An unpleasant silence falls on the party after this, and Gabrielle stares at her stepmother, who, in spite of her annoyance looks like a Sphinx, and wishes herself an Œdipus, for to her a dissection of character is a fascinating study. But the bien conservè face before her has on its Richelieu waxen mask, and piques her by its impassiveness.

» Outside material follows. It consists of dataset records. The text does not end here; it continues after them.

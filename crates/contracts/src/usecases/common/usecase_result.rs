use serde::{Deserialize, Serialize};

/// Результат выполнения UseCase
pub type UseCaseResult<T> = Result<T, UseCaseError>;

/// Ошибка выполнения UseCase
#[derive(Debug, Clone, PartialEq, Eq, Serialize, Deserialize)]
pub struct UseCaseError {
    pub code: String,
    pub message: String,
    pub details: Option<String>,
}

impl UseCaseError {
    pub fn new(code: impl Into<String>, message: impl Into<String>) -> Self {
        Self {
            code: code.into(),
            message: message.into(),
            details: None,
        }
    }

    pub fn with_details(mut self, details: impl Into<String>) -> Self {
        self.details = Some(details.into());
        self
    }

    /// Файл не удалось разобрать целиком
    pub fn structural(message: impl Into<String>) -> Self {
        Self::new("STRUCTURAL_ERROR", message)
    }

    /// Пакетный запрос к API полиса завершился ошибкой
    pub fn submission(message: impl Into<String>) -> Self {
        Self::new("SUBMISSION_ERROR", message)
    }

    /// Операция недопустима в текущем состоянии сессии импорта
    pub fn session(message: impl Into<String>) -> Self {
        Self::new("SESSION_ERROR", message)
    }

    pub fn internal(message: impl Into<String>) -> Self {
        Self::new("INTERNAL_ERROR", message)
    }
}

impl std::fmt::Display for UseCaseError {
    fn fmt(&self, f: &mut std::fmt::Formatter<'_>) -> std::fmt::Result {
        write!(f, "[{}] {}", self.code, self.message)?;
        if let Some(details) = &self.details {
            write!(f, ": {}", details)?;
        }
        Ok(())
    }
}

impl std::error::Error for UseCaseError {}

#[cfg(test)]
mod tests {
    use super::*;

    #[test]
    fn test_display_includes_details() {
        let err = UseCaseError::submission("Bulk import failed").with_details("HTTP 500");
        assert_eq!(err.to_string(), "[SUBMISSION_ERROR] Bulk import failed: HTTP 500");
    }
}
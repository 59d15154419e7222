pub mod common;
pub mod u501_import_policy_services;
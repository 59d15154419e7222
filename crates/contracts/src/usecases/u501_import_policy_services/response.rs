use chrono::{DateTime, Utc};
use serde::{Deserialize, Serialize};

#[derive(Debug, Clone, Copy, PartialEq, Eq, Serialize, Deserialize)]
#[serde(rename_all = "snake_case")]
pub enum ImportStatus {
    /// Пакет принят API полиса
    Completed,
    /// Пакетный запрос завершился ошибкой целиком
    Failed,
}

/// Итог одного пакетного импорта
#[derive(Debug, Clone, Serialize, Deserialize)]
#[serde(rename_all = "camelCase")]
pub struct ImportResult {
    pub session_id: String,
    pub policy_id: String,
    pub status: ImportStatus,
    /// Количество записей, созданных по ответу backend
    pub created_count: usize,
    pub message: String,
    pub started_at: DateTime<Utc>,
    pub completed_at: DateTime<Utc>,
}

impl ImportResult {
    pub fn is_success(&self) -> bool {
        self.status == ImportStatus::Completed
    }
}
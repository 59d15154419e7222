use tracing_subscriber::{layer::SubscriberExt, util::SubscriberInitExt};

/// Инициализация системы трассировки (tracing)
///
/// Логи пишутся в:
/// - stdout (с цветами)
/// - logs/importer.log рядом с исполняемым файлом (без цветов)
pub fn initialize() -> anyhow::Result<()> {
    let log_dir = match std::env::current_exe() {
        Ok(exe_path) => match exe_path.parent() {
            Some(exe_dir) => exe_dir.join("logs"),
            None => std::path::Path::new("target").join("logs"),
        },
        Err(_) => std::path::Path::new("target").join("logs"),
    };

    std::fs::create_dir_all(&log_dir).map_err(|e| {
        anyhow::anyhow!("Cannot create log directory {}: {}", log_dir.display(), e)
    })?;

    let log_file_path = log_dir.join("importer.log");
    let log_file = std::fs::OpenOptions::new()
        .create(true)
        .append(true)
        .open(&log_file_path)
        .map_err(|e| {
            anyhow::anyhow!("Cannot open log file {}: {}", log_file_path.display(), e)
        })?;

    let log_level = std::env::var("RUST_LOG").unwrap_or_else(|_| "info".into());

    tracing_subscriber::registry()
        .with(tracing_subscriber::EnvFilter::new(log_level))
        .with(tracing_subscriber::fmt::layer())
        .with(
            tracing_subscriber::fmt::layer()
                .with_writer(std::sync::Arc::new(log_file))
                .with_ansi(false),
        )
        .init();

    tracing::info!("Logging to {}", log_file_path.display());
    Ok(())
}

After a moment Lady Beranger sinks down into her chair again, pours out a second cup of tea, and butters a sixth piece of toast, then murmurs wearily:

“It would be impossible to say how much I have to bear with Zai. She is impressionable and wanting in pride! and she always forgets she is a Beranger. Just to think how wickedly she is in love with that Conway, that actor, whose good looks might captivate some women—but hardly a woman in our class. I told Lord Beranger a dozen times last season that it was the height of folly to have a play actor running loose about the house, but with the usual short-sightedness and obstinacy of men, he pooh-poohed me—and this is the result! There are plenty of detrimentals about, but they don’t all get their living by ranting and raving on the stage, for the benefit of the mob! And besides, the creature hasn’t a sou but his weekly salary, and spends so much on his gloves and gardenias that I am sure he has not saved a shilling to his name!”

“It’s no good saying anything now. Zai is quite gone on Carl Conway. She is so queer too, she has even a heart, you know,” Gabrielle says with a short laugh. “She is going to marry her actor, and nobody else. I would not mind betting——”

“Gabrielle!” cries Lady Beranger in a horror-struck voice, shutting up her ears with the points of her fore-fingers.

“I beg your pardon, my lady! I know ‘betting’ is an awful word in your opinion; I ought not to have said it. What I ought to have said was that Zai was such frightful spoons——”

“Gabrielle!” interrupts the severe voice again.

Gabrielle bursts out laughing, the horrified expression of her stepmother’s face strikes her as so ludicrous, and her laugh is so infectious that Trixy joins in.